Слепцов хотел нового, как волнующей возможности сбросить старое. Там, в прошлом, останутся мучительные переживания из-за бывшей, и он понимал, что теперь уже навсегда бывшей жены. Он доказал ей, что им могут сильно увлекаться, что женщин — и даже очень молодых — он способен заставить плакать от счастливого удовольствия. В отбрасываемой жизни останется прошлая Анна, а в новую они войдут вместе и обновлёнными. Он станет выездным, они поедут с Анной в Германию. Она объединилась, но поедут они в ФРГ. В ГДР он был… мало что помнил, но думал, что там жизнь, как в СССР. А вот ФРГ! А может, поедут во Францию… Или ещё лучше — в Англию…
В том пока что неизвестном, но наверняка хорошем мире он будет гораздо больше, чем сейчас, востребован со своими способностями экономиста. Да мало ли сколько хорошего откроется в новом мироустройстве!
Каким оно будет в реальности, Павел представлял смутно, видел отдельные размытые клочки. Главные атрибуты социалистической системы, конечно, ликвидируют. Единоначалие Коммунистической партии уже выбросили из Конституции — и правильно сделали. Должна быть многопартийность, как везде. Законы будут принимать демократическим путём, под контролем народа — вон как орут депутаты на своих съездах. Частную собственность разрешат, но только не в тех отраслях, которые отвечают за безопасность страны. Эти трогать нельзя. В торговле — пожалуйста. В бытовом обслуживании — сколько угодно. Пусть частники соревнуются друг с другом. Особенно — в сельском хозяйстве. Не оправдали себя колхозы — об этом то и дело кричит в телевизоре какой-то Черниченко. Уверяет, что всех накормит фермер — тоже частник. Наверное, правильно — в развитых странах колхозов нет.
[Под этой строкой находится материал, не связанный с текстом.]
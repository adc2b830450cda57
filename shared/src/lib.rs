//! Document Bridge Shared Protocol Types
//!
//! This crate provides the command envelope codec, the task queue that
//! decouples message receipt from execution, and the save-state edge
//! detector. It is shared between the bridge and the controller.

pub mod codec;
pub mod queue;
pub mod save_state;

pub use codec::{CodecError, EventKind, Outbound, Status};
pub use queue::{TaskQueue, TaskSender};
pub use save_state::{SaveState, SaveStateTracker};

/// Protocol defaults shared by both ends of the channel
pub mod defaults {
    /// WebSocket host the bridge dials
    pub const HOST: &str = "localhost";

    /// WebSocket port the controller listens on
    pub const PORT: u16 = 8080;

    /// WebSocket path
    pub const PATH: &str = "/ws";

    /// Delay between reconnection attempts
    pub const RECONNECT_DELAY_MS: u64 = 2000;

    /// Upper bound on a single WebSocket handshake
    pub const CONNECT_TIMEOUT_MS: u64 = 5000;

    /// Dispatch loop period
    pub const POLL_INTERVAL_MS: u64 = 500;

    /// How long the controller waits for a response before reporting it lost
    pub const RESPONSE_TIMEOUT_MS: u64 = 10_000;
}

/// Requested operation of a command envelope
#[derive(Debug, Clone, PartialEq, Eq)]
pub enum Action {
    Save,
    Replace,
    /// Any other action name; kept so the dispatcher can answer it
    Unsupported(String),
}

impl Action {
    /// Parse the wire name of an action
    pub fn from_wire(name: &str) -> Self {
        match name {
            "save" => Action::Save,
            "replace" => Action::Replace,
            other => Action::Unsupported(other.to_string()),
        }
    }

    /// Wire name of this action
    pub fn as_str(&self) -> &str {
        match self {
            Action::Save => "save",
            Action::Replace => "replace",
            Action::Unsupported(name) => name,
        }
    }
}

impl std::fmt::Display for Action {
    fn fmt(&self, f: &mut std::fmt::Formatter<'_>) -> std::fmt::Result {
        f.write_str(self.as_str())
    }
}

/// Format of the content carried by a `replace` command
#[derive(Debug, Clone, Copy, PartialEq, Eq, Default)]
pub enum ContentFormat {
    /// HTML markup
    Html,
    /// Base64-encoded binary document (e.g. .docx)
    Base64,
    /// Plain text
    #[default]
    Plain,
}

impl ContentFormat {
    /// Parse the `payload.type` field. Unknown or missing values fall back
    /// to plain text.
    pub fn from_wire(name: Option<&str>) -> Self {
        match name {
            Some("html") => ContentFormat::Html,
            Some("base64") => ContentFormat::Base64,
            _ => ContentFormat::Plain,
        }
    }

    /// Wire name of this format
    pub fn as_str(&self) -> &'static str {
        match self {
            ContentFormat::Html => "html",
            ContentFormat::Base64 => "base64",
            ContentFormat::Plain => "plain",
        }
    }

    /// File extension used when the content is staged on disk
    pub fn extension(&self) -> &'static str {
        match self {
            ContentFormat::Html => "html",
            ContentFormat::Base64 => "docx",
            ContentFormat::Plain => "txt",
        }
    }
}

impl std::str::FromStr for ContentFormat {
    type Err = String;

    fn from_str(s: &str) -> Result<Self, Self::Err> {
        match s {
            "html" => Ok(ContentFormat::Html),
            "base64" => Ok(ContentFormat::Base64),
            "plain" | "text" => Ok(ContentFormat::Plain),
            other => Err(format!("unknown content format: {}", other)),
        }
    }
}

/// Decoded, validated form of a command envelope
#[derive(Debug, Clone, PartialEq, Eq)]
pub struct Task {
    pub action: Action,
    /// Correlates the eventual response; may be empty
    pub id: String,
    pub content: String,
    pub content_type: ContentFormat,
    /// Expected document path; empty means no precondition
    pub check_path: String,
}

impl Task {
    /// Create a `save` task
    pub fn save(id: impl Into<String>) -> Self {
        Self {
            action: Action::Save,
            id: id.into(),
            content: String::new(),
            content_type: ContentFormat::Plain,
            check_path: String::new(),
        }
    }

    /// Create a `replace` task
    pub fn replace(
        id: impl Into<String>,
        content: impl Into<String>,
        content_type: ContentFormat,
        check_path: impl Into<String>,
    ) -> Self {
        Self {
            action: Action::Replace,
            id: id.into(),
            content: content.into(),
            content_type,
            check_path: check_path.into(),
        }
    }
}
Остальная жизнь в представлениях Слепцова чаще всего была похожа на привычную, догорбачёвскую. Он, конечно, предполагал, что её обновят, сделают красивей и ярче, наподобие той, которую он видел в иностранных фильмах, в журналах из ФРГ, Англии и США — их по служебной линии получал отец. Чтобы не забывать языки, Павел с удовольствием читал их — даже брать в руки эти красочные вещи было приятно, но всё время чувствовал, что до каких-то глубин той повседневной жизни никак не получается проникнуть. Наверное, потому, что зарубежные издания не считали нужным писать о приземлённых вещах. Всем известные социально-бытовые параметры там уже никого не интересовали. Ведь и те, кого знал Павел здесь, тоже не обращали внимания на устоявшуюся повседневность советской жизни — бесплатное образование и здравоохранение, дешёвый отдых в санаториях и копеечные платы за коммунальные услуги, недорогие поездки на поездах и в самолётах, а видели и критиковали только их недостатки. Вот их-то — эти недостатки, думал Слепцов, и уберёт новая жизнь. Ко всему положительному, что останется от демонтированной советской системы, добавится неизвестное, но обязательно хорошее из нового.